The Roloway guenon (scientific name: Ceropithecus Diana roloway) is a subspecies of the Diana guenon (scientific name: Cercopithecus Diana). The local Twi name for the Roloway monkey however is Boapea (pronounced boh-ah-pee-ah).
Roloway monkeys are extremely endangered due to loss of habitat as they are found mostly in mature undisturbed forests. Sadly, they don’t appear to be very adaptable (easily adjust) to changes in their habitat making them particularly vulnerable to human activity.

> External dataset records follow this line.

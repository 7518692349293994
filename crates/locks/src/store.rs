// SPDX-License-Identifier: LGPL-2.1-or-later
// Copyright (C) 2025 Shahzad A. Bhatti <bhatti@plexobject.com>
//
// This file is part of RowLease.
//
// RowLease is free software: you can redistribute it and/or modify
// it under the terms of the GNU Lesser General Public License as published by
// the Free Software Foundation, either version 2.1 of the License, or
// (at your option) any later version.
//
// RowLease is distributed in the hope that it will be useful,
// but WITHOUT ANY WARRANTY; without even the implied warranty of
// MERCHANTABILITY or FITNESS FOR A PARTICULAR PURPOSE. See the
// GNU Lesser General Public License for more details.
//
// You should have received a copy of the GNU Lesser General Public License
// along with RowLease. If not, see <https://www.gnu.org/licenses/>.

//! Backing store adapter for lock records.
//!
//! The lock manager needs exactly four operations from a store: read a row,
//! write a row, conditionally update a row (returning the new row), and
//! conditionally delete a row. The conditional operations must evaluate
//! their predicate atomically against the stored row as part of the same
//! write; that single-row atomicity is the only synchronization the lock
//! protocol relies on.

use crate::{LockRecord, LockResult};
use async_trait::async_trait;

/// Result of a conditional write.
#[derive(Debug, Clone, PartialEq, Eq)]
pub enum WriteOutcome<T> {
    /// The condition held and the write was applied.
    Applied(T),
    /// The stored row did not satisfy the condition; nothing was written.
    ConditionFailed,
}

impl<T> WriteOutcome<T> {
    pub fn is_applied(&self) -> bool {
        matches!(self, WriteOutcome::Applied(_))
    }
}

/// Predicate guarding an acquire/renew write.
///
/// The update applies when the row does not exist yet, or when
/// - the stored owner is still `expected_owner`, and
/// - the stored version is still `expected_version`, and
/// - either the blocking lease was observed as expired, or the stored owner
///   is `new_owner` (a renewal of our own lease).
#[derive(Debug, Clone, PartialEq, Eq)]
pub struct UpdateCondition {
    /// Owner of the baseline record; `None` for a first-time acquisition.
    pub expected_owner: Option<String>,
    /// Version of the baseline record; `None` for a first-time acquisition.
    pub expected_version: Option<u64>,
    /// Whether the baseline (someone else's lease) was seen as expired.
    pub blocking_expired: bool,
    /// Owner id the caller is writing.
    pub new_owner: String,
}

impl UpdateCondition {
    /// Condition for a write with no baseline: only succeeds on an absent row.
    pub fn absent(new_owner: impl Into<String>) -> Self {
        Self {
            expected_owner: None,
            expected_version: None,
            blocking_expired: false,
            new_owner: new_owner.into(),
        }
    }

    /// Condition for a write that builds on `baseline`.
    pub fn from_baseline(baseline: &LockRecord, blocking_expired: bool, new_owner: impl Into<String>) -> Self {
        Self {
            expected_owner: Some(baseline.owner_id.clone()),
            expected_version: Some(baseline.version),
            blocking_expired,
            new_owner: new_owner.into(),
        }
    }

    /// Evaluate the predicate against the currently stored row.
    ///
    /// Stores without a native condition language call this while holding
    /// their own write lock.
    pub fn holds(&self, stored: Option<&LockRecord>) -> bool {
        match stored {
            None => true,
            Some(row) => {
                self.expected_owner.as_deref() == Some(row.owner_id.as_str())
                    && self.expected_version == Some(row.version)
                    && (self.blocking_expired || row.owner_id == self.new_owner)
            }
        }
    }
}

/// Store operations consumed by [`LockManager`](crate::LockManager).
///
/// `namespace` is the lock table (or collection) name; keys are unique
/// within a namespace.
#[async_trait]
pub trait LockStore: Send + Sync {
    /// Read the row for `key`, if any.
    async fn get(&self, namespace: &str, key: &str) -> LockResult<Option<LockRecord>>;

    /// Unconditionally write `record`. Bootstrap and tooling only; the lock
    /// protocol itself never calls it.
    async fn put(&self, namespace: &str, record: &LockRecord) -> LockResult<()>;

    /// Atomically write `new_values` if `condition` holds for the stored row,
    /// returning the row as stored after the write.
    async fn conditional_update(
        &self,
        namespace: &str,
        new_values: &LockRecord,
        condition: &UpdateCondition,
    ) -> LockResult<WriteOutcome<LockRecord>>;

    /// Atomically delete the row for `key` if it is owned by `expected_owner`,
    /// returning the deleted row when the store reports it. An absent row
    /// fails the condition.
    async fn conditional_delete(
        &self,
        namespace: &str,
        key: &str,
        expected_owner: &str,
    ) -> LockResult<WriteOutcome<Option<LockRecord>>>;
}

#[cfg(test)]
mod tests {
    use super::*;
    use chrono::Utc;

    fn row(owner: &str, version: u64) -> LockRecord {
        LockRecord {
            key: "k".to_string(),
            owner_id: owner.to_string(),
            version,
            lease_duration_secs: 10,
            created_by_host: String::new(),
            created_by_user: String::new(),
            created_at: None,
            ttl: Utc::now(),
        }
    }

    #[test]
    fn test_absent_condition() {
        let cond = UpdateCondition::absent("me");
        assert!(cond.holds(None));
        assert!(!cond.holds(Some(&row("me", 0))));
        assert!(!cond.holds(Some(&row("other", 1))));
    }

    #[test]
    fn test_renewal_condition() {
        let baseline = row("me", 4);
        let cond = UpdateCondition::from_baseline(&baseline, false, "me");
        assert!(cond.holds(Some(&row("me", 4))));
        assert!(cond.holds(None));
        // someone bumped the version
        assert!(!cond.holds(Some(&row("me", 5))));
        // someone took over
        assert!(!cond.holds(Some(&row("other", 4))));
    }

    #[test]
    fn test_takeover_condition() {
        let baseline = row("other", 7);
        let live = UpdateCondition::from_baseline(&baseline, false, "me");
        assert!(!live.holds(Some(&row("other", 7))));

        let expired = UpdateCondition::from_baseline(&baseline, true, "me");
        assert!(expired.holds(Some(&row("other", 7))));
        // the other owner renewed after we looked
        assert!(!expired.holds(Some(&row("other", 8))));
    }
}
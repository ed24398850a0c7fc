//! Foreground segmentation.
//!
//! Two strategies: a plain depth band, and a floor-plane mask that fits the
//! floor with RANSAC in the bottom band of the image and keeps only points
//! standing off that plane.

use crate::assert_invariant;
use crate::config::SegmentationConfig;
use crate::errors::InputError;
use crate::invariants::SHAPE_PRESERVED;
use crate::types::{CameraIntrinsics, DepthImage, Mask, RgbFrame};
use nalgebra::Vector3;
use rand::prelude::*;
use serde::{Deserialize, Serialize};
use std::fmt;
use std::str::FromStr;

/// Background removal strategy
#[derive(Debug, Clone, Copy, PartialEq, Eq, Hash, Serialize, Deserialize)]
#[serde(rename_all = "snake_case")]
pub enum MaskMethod {
    DepthThreshold,
    FloorPlane,
    /// Reserved for user-drawn bounds; not implemented by the segmenter
    ManualBounding,
}

impl MaskMethod {
    pub fn as_str(&self) -> &'static str {
        match self {
            MaskMethod::DepthThreshold => "depth_threshold",
            MaskMethod::FloorPlane => "floor_plane",
            MaskMethod::ManualBounding => "manual_bounding",
        }
    }
}

impl fmt::Display for MaskMethod {
    fn fmt(&self, f: &mut fmt::Formatter<'_>) -> fmt::Result {
        f.write_str(self.as_str())
    }
}

impl FromStr for MaskMethod {
    type Err = InputError;

    fn from_str(s: &str) -> Result<Self, Self::Err> {
        match s {
            "depth_threshold" => Ok(MaskMethod::DepthThreshold),
            "floor_plane" => Ok(MaskMethod::FloorPlane),
            "manual_bounding" => Ok(MaskMethod::ManualBounding),
            other => Err(InputError::unsupported(format!("mask method '{}'", other))),
        }
    }
}

/// Plane `n . p + d = 0` with unit normal `n`
#[derive(Debug, Clone, Copy, PartialEq)]
pub struct Plane {
    pub normal: Vector3<f64>,
    pub d: f64,
}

There has only been one other known study on Roloway monkeys. For this reason alone, Lindsay’s study is important. Lindsay is attempting to determine the current distribution (where they are located) and their status (how many are there left). Additionally, she is looking for patterns in how the monkeys use their habitat. Knowing all of this will allow for the Ghanaian government to focus on preserving areas that are key for their survival. Lindsay will make recommendations and form a conservation action plan in her final project report.
Moreover, studying Roloway monkeys is important because scientists believe that the health of primate populations often an indicator of the health of the ecosystem in which they live.
So What Is Known?
Not much! Because Roloway monkeys have rarely been studied, not much is known about them. Though the Diana monkey, found in Cote d’Ivoire, has been studied extensively.
Historically, Diana monkeys were found in West Africa between Gambia and Ghana. Roloways are only found in Ghana and eastern Cote d’Ivoire however. As for primates the world over, their habitat areas are decreasing and populations are becoming increasingly isolated. What is known for certain is that their populations are also decreasing throughout the area where they are found.
Like all monkeys, Roloways communicate vocally. Their calls are used to alert the group to a predator or another monkey troop. It is a warning signal of danger. Males may also call to bring the troop back together if they have moved too far apart.
Roloways also communicate visually. They stare when they are
threatening another monkey or enemy. When they do this they also raise
their eyebrows which pushes their scalp backwards, showing off the bright
white fur on their brow line. Sometimes they also stare with their mouths
open but not showing their teeth. This is also a threatening stance. Other
times they also bob their heads while staring.